■ Data to process ■

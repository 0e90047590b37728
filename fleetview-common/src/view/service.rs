//! Federated service detail card

use crate::context::ConsoleContext;
use crate::federated::{ClusterResource, ServiceRecord};
use crate::meta::format_time;
use std::collections::BTreeMap;

/// One labelled line in the detail sidebar
#[derive(Debug, Clone, PartialEq, Eq)]
pub struct Attribute {
    pub name: &'static str,
    pub value: String,
}

#[derive(Debug, Clone, Copy, PartialEq, Eq, Hash)]
pub enum ServiceOperation {
    EditInfo,
    EditYaml,
    Delete,
}

impl ServiceOperation {
    pub const ALL: [ServiceOperation; 3] = [Self::EditInfo, Self::EditYaml, Self::Delete];

    pub fn key(&self) -> &'static str {
        match self {
            Self::EditInfo => "edit",
            Self::EditYaml => "editYaml",
            Self::Delete => "delete",
        }
    }

    pub fn permission(&self) -> &'static str {
        match self {
            Self::EditInfo | Self::EditYaml => "edit",
            Self::Delete => "delete",
        }
    }

    pub fn enabled(ctx: &ConsoleContext) -> Vec<ServiceOperation> {
        Self::ALL
            .iter()
            .copied()
            .filter(|op| ctx.allows(op.permission()))
            .collect()
    }
}

/// Ready over desired replicas in one cluster
#[derive(Debug, Clone, PartialEq, Eq)]
pub struct ReplicaStatus {
    pub cluster: String,
    pub ready: u32,
    pub desired: u32,
    pub healthy: bool,
}

impl ReplicaStatus {
    pub fn project(resource: &ClusterResource) -> Self {
        let desired = resource.replicas.unwrap_or(0);
        Self {
            cluster: resource.cluster.clone(),
            ready: resource.ready_replicas,
            desired,
            healthy: resource.ready_replicas >= desired,
        }
    }

    pub fn text(&self) -> String {
        format!("{}/{}", self.ready, self.desired)
    }
}

/// `SERVICE_TYPE_<TYPE>` translation key, or `Custom Creation`
pub fn service_type_label(record: &ServiceRecord) -> String {
    match record.annotations.service_type.as_deref() {
        Some(kind) => format!("SERVICE_TYPE_{}", kind.to_uppercase()),
        None => "Custom Creation".to_string(),
    }
}

/// Where to go after the service is deleted
pub fn service_list_url(workspace: Option<&str>, cluster: Option<&str>, namespace: &str) -> String {
    match workspace {
        Some(workspace) => format!("/{}/federatedprojects/{}/services", workspace, namespace),
        None => format!("/clusters/{}/services", cluster.unwrap_or_default()),
    }
}

#[derive(Debug, Clone, PartialEq)]
pub struct ServiceView {
    pub title: String,
    pub description: Option<String>,
    pub attributes: Vec<Attribute>,
    pub operations: Vec<ServiceOperation>,
    pub list_url: String,
}

impl ServiceView {
    pub fn project(ctx: &ConsoleContext, record: &ServiceRecord) -> Self {
        let time = |t: Option<&chrono::DateTime<chrono::Utc>>| {
            t.map(|t| format_time(t, &ctx.offset)).unwrap_or_default()
        };
        let type_value = match &record.spec_type {
            Some(spec_type) => format!("{} ({})", service_type_label(record), spec_type),
            None => service_type_label(record),
        };

        let attributes = vec![
            Attribute {
                name: "Project",
                value: record.namespace.clone(),
            },
            Attribute {
                name: "Type",
                value: type_value,
            },
            Attribute {
                name: "Application",
                value: record.app().unwrap_or_default().to_string(),
            },
            Attribute {
                name: "Created Time",
                value: time(record.created.as_ref()),
            },
            Attribute {
                name: "Updated Time",
                value: time(record.updated.as_ref()),
            },
            Attribute {
                name: "Creator",
                value: record.annotations.creator.clone().unwrap_or_default(),
            },
        ];

        Self {
            title: record.display_name().to_string(),
            description: record.annotations.description.clone(),
            attributes,
            operations: ServiceOperation::enabled(ctx),
            list_url: service_list_url(ctx.workspace.as_deref(), ctx.cluster.as_deref(), &record.namespace),
        }
    }
}

/// Replica status per cluster, in cluster name order
pub fn replica_statuses(resources: &BTreeMap<String, ClusterResource>) -> Vec<ReplicaStatus> {
    resources.values().map(ReplicaStatus::project).collect()
}

#[cfg(test)]
mod tests {
    use super::*;
    use crate::federated::parse_federated_service;
    use serde_json::json;

    fn record() -> ServiceRecord {
        parse_federated_service(json!({
            "metadata": {
                "name": "reviews",
                "namespace": "bookinfo",
                "labels": {"app.kubernetes.io/name": "bookinfo"},
                "annotations": {
                    "kubesphere.io/serviceType": "VirtualIP",
                    "kubesphere.io/creator": "admin",
                    "kubesphere.io/alias-name": "Reviews"
                },
                "creationTimestamp": "2024-03-01T22:30:05Z"
            },
            "spec": {"template": {"spec": {"type": "ClusterIP"}}}
        }))
        .unwrap()
    }

    #[test]
    fn test_attributes() {
        let ctx = ConsoleContext::new("admin")
            .with_workspace("demo")
            .with_offset_seconds(8 * 3600)
            .with_actions(["edit"]);
        let view = ServiceView::project(&ctx, &record());

        assert_eq!(view.title, "Reviews");
        assert_eq!(view.attributes[1].value, "SERVICE_TYPE_VIRTUALIP (ClusterIP)");
        assert_eq!(view.attributes[2].value, "bookinfo");
        assert_eq!(view.attributes[3].value, "2024-03-02 06:30:05");
        assert_eq!(view.attributes[4].value, "2024-03-02 06:30:05");
        assert_eq!(view.attributes[5].value, "admin");
        assert_eq!(view.operations, vec![ServiceOperation::EditInfo, ServiceOperation::EditYaml]);
        assert_eq!(view.list_url, "/demo/federatedprojects/bookinfo/services");
    }

    #[test]
    fn test_custom_creation() {
        let mut record = record();
        record.annotations.service_type = None;
        assert_eq!(service_type_label(&record), "Custom Creation");
    }

    #[test]
    fn test_list_url_without_workspace() {
        assert_eq!(service_list_url(None, Some("host"), "ns"), "/clusters/host/services");
    }

    #[test]
    fn test_replica_status() {
        let status = ReplicaStatus::project(&ClusterResource {
            cluster: "east".to_string(),
            name: "reviews-v1".to_string(),
            namespace: "bookinfo".to_string(),
            replicas: Some(3),
            ready_replicas: 2,
            available_replicas: 2,
            selector: BTreeMap::new(),
        });
        assert_eq!(status.text(), "2/3");
        assert!(!status.healthy);
    }
}
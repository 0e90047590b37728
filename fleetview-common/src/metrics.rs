//! Monitoring queries and instant-vector results
//!
//! A metrics fetch always follows a list fetch and is scoped to exactly the
//! names that list returned. Samples for any other resource are dropped when
//! the response is folded into a [`MetricSet`].

use serde::{Deserialize, Serialize};
use serde_json::Value;
use std::collections::{BTreeMap, BTreeSet};

/// Node metrics shown on the node list
#[derive(Debug, Clone, Copy, PartialEq, Eq, Hash, PartialOrd, Ord)]
pub enum NodeMetric {
    CpuUsed,
    CpuTotal,
    MemoryUsed,
    MemoryTotal,
    PodUsed,
    PodTotal,
}

impl NodeMetric {
    pub const ALL: [NodeMetric; 6] = [
        Self::CpuUsed,
        Self::CpuTotal,
        Self::MemoryUsed,
        Self::MemoryTotal,
        Self::PodUsed,
        Self::PodTotal,
    ];

    /// Server-side metric name
    pub fn metric_name(&self) -> &'static str {
        match self {
            Self::CpuUsed => "node_cpu_usage",
            Self::CpuTotal => "node_cpu_total",
            Self::MemoryUsed => "node_memory_usage_wo_cache",
            Self::MemoryTotal => "node_memory_total",
            Self::PodUsed => "node_pod_running_count",
            Self::PodTotal => "node_pod_quota",
        }
    }

    pub fn all_names() -> Vec<String> {
        Self::ALL.iter().map(|m| m.metric_name().to_string()).collect()
    }
}

/// A monitoring request
#[derive(Debug, Clone, PartialEq, Eq, Serialize, Deserialize)]
pub struct MetricQuery {
    /// Resource names the query is restricted to
    pub resources: Vec<String>,
    /// Metric names to fetch
    pub metrics: Vec<String>,
    /// Only the latest sample of each series
    pub last: bool,
}

impl MetricQuery {
    pub fn latest(resources: Vec<String>, metrics: Vec<String>) -> Self {
        Self {
            resources,
            metrics,
            last: true,
        }
    }

    pub fn to_pairs(&self) -> Vec<(String, String)> {
        let mut pairs = vec![
            ("metrics_filter".to_string(), format!("{}$", self.metrics.join("|"))),
            ("resources_filter".to_string(), format!("{}$", self.resources.join("|"))),
        ];
        if self.last {
            pairs.push(("last".to_string(), "true".to_string()));
        }
        pairs
    }
}

/// Raw monitoring response
#[derive(Debug, Clone, Default, PartialEq, Serialize, Deserialize)]
pub struct MetricResponse {
    #[serde(default)]
    pub results: Vec<MetricResult>,
}

#[derive(Debug, Clone, Default, PartialEq, Serialize, Deserialize)]
pub struct MetricResult {
    pub metric_name: String,
    #[serde(default)]
    pub data: MetricData,
}

#[derive(Debug, Clone, Default, PartialEq, Serialize, Deserialize)]
pub struct MetricData {
    #[serde(rename = "resultType", default)]
    pub result_type: String,
    /// Samples are kept loose and validated one by one
    #[serde(default)]
    pub result: Vec<Value>,
}

/// Latest value per metric and resource
#[derive(Debug, Clone, Default, PartialEq)]
pub struct MetricSet {
    values: BTreeMap<String, BTreeMap<String, f64>>,
}

/// Outcome of folding a response into a [`MetricSet`]
#[derive(Debug, Clone, Default, PartialEq)]
pub struct MetricFold {
    pub set: MetricSet,
    /// Samples skipped because they were malformed
    pub issues: Vec<String>,
    /// Resource names present in the response but not in scope
    pub discarded: BTreeSet<String>,
}

impl MetricSet {
    /// Fold `response` into a set, keeping only resources in `scope`.
    ///
    /// `label` is the series label carrying the resource name (`node` for
    /// node metrics). Malformed samples are skipped and reported.
    pub fn fold(response: &MetricResponse, label: &str, scope: &BTreeSet<String>) -> MetricFold {
        let mut fold = MetricFold::default();

        for result in &response.results {
            for sample in &result.data.result {
                let Some(resource) = sample
                    .get("metric")
                    .and_then(|m| m.get(label))
                    .and_then(Value::as_str)
                else {
                    fold.issues
                        .push(format!("{}: sample without `{}` label", result.metric_name, label));
                    continue;
                };

                if !scope.contains(resource) {
                    fold.discarded.insert(resource.to_string());
                    continue;
                }

                match sample_value(sample) {
                    Some(value) => {
                        fold.set
                            .values
                            .entry(result.metric_name.clone())
                            .or_default()
                            .insert(resource.to_string(), value);
                    }
                    None => fold
                        .issues
                        .push(format!("{}: unreadable value for {}", result.metric_name, resource)),
                }
            }
        }

        fold
    }

    pub fn value(&self, metric: &str, resource: &str) -> Option<f64> {
        self.values.get(metric)?.get(resource).copied()
    }

    pub fn node_value(&self, metric: NodeMetric, node: &str) -> Option<f64> {
        self.value(metric.metric_name(), node)
    }

    pub fn is_empty(&self) -> bool {
        self.values.values().all(BTreeMap::is_empty)
    }

    /// Every resource name with at least one sample
    pub fn resources(&self) -> BTreeSet<String> {
        self.values
            .values()
            .flat_map(|series| series.keys().cloned())
            .collect()
    }

    /// Drop every resource not in `scope`
    pub fn retain(&mut self, scope: &BTreeSet<String>) {
        for series in self.values.values_mut() {
            series.retain(|name, _| scope.contains(name));
        }
    }
}

// Instant vector sample: `"value": [<timestamp>, "<number>"]`
fn sample_value(sample: &Value) -> Option<f64> {
    let raw = sample.get("value")?.get(1)?;
    let value = match raw {
        Value::String(text) => text.parse::<f64>().ok()?,
        Value::Number(number) => number.as_f64()?,
        _ => return None,
    };
    value.is_finite().then_some(value)
}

■ Activity ■
Beginning at the line that holds "least one sample", reproduce the lines exactly up to and including the final line of the entries.

■ Solved problem ■
    /// Every resource name with at least one sample
    pub fn resources(&self) -> BTreeSet<String> {
        self.values
            .values()
            .flat_map(|series| series.keys().cloned())
            .collect()
    }

    /// Drop every resource not in `scope`
    pub fn retain(&mut self, scope: &BTreeSet<String>) {
        for series in self.values.values_mut() {
            series.retain(|name, _| scope.contains(name));
        }
    }
}

// Instant vector sample: `"value": [<timestamp>, "<number>"]`
fn sample_value(sample: &Value) -> Option<f64> {
    let raw = sample.get("value")?.get(1)?;
    let value = match raw {
        Value::String(text) => text.parse::<f64>().ok()?,
        Value::Number(number) => number.as_f64()?,
        _ => return None,
    };
    value.is_finite().then_some(value)
}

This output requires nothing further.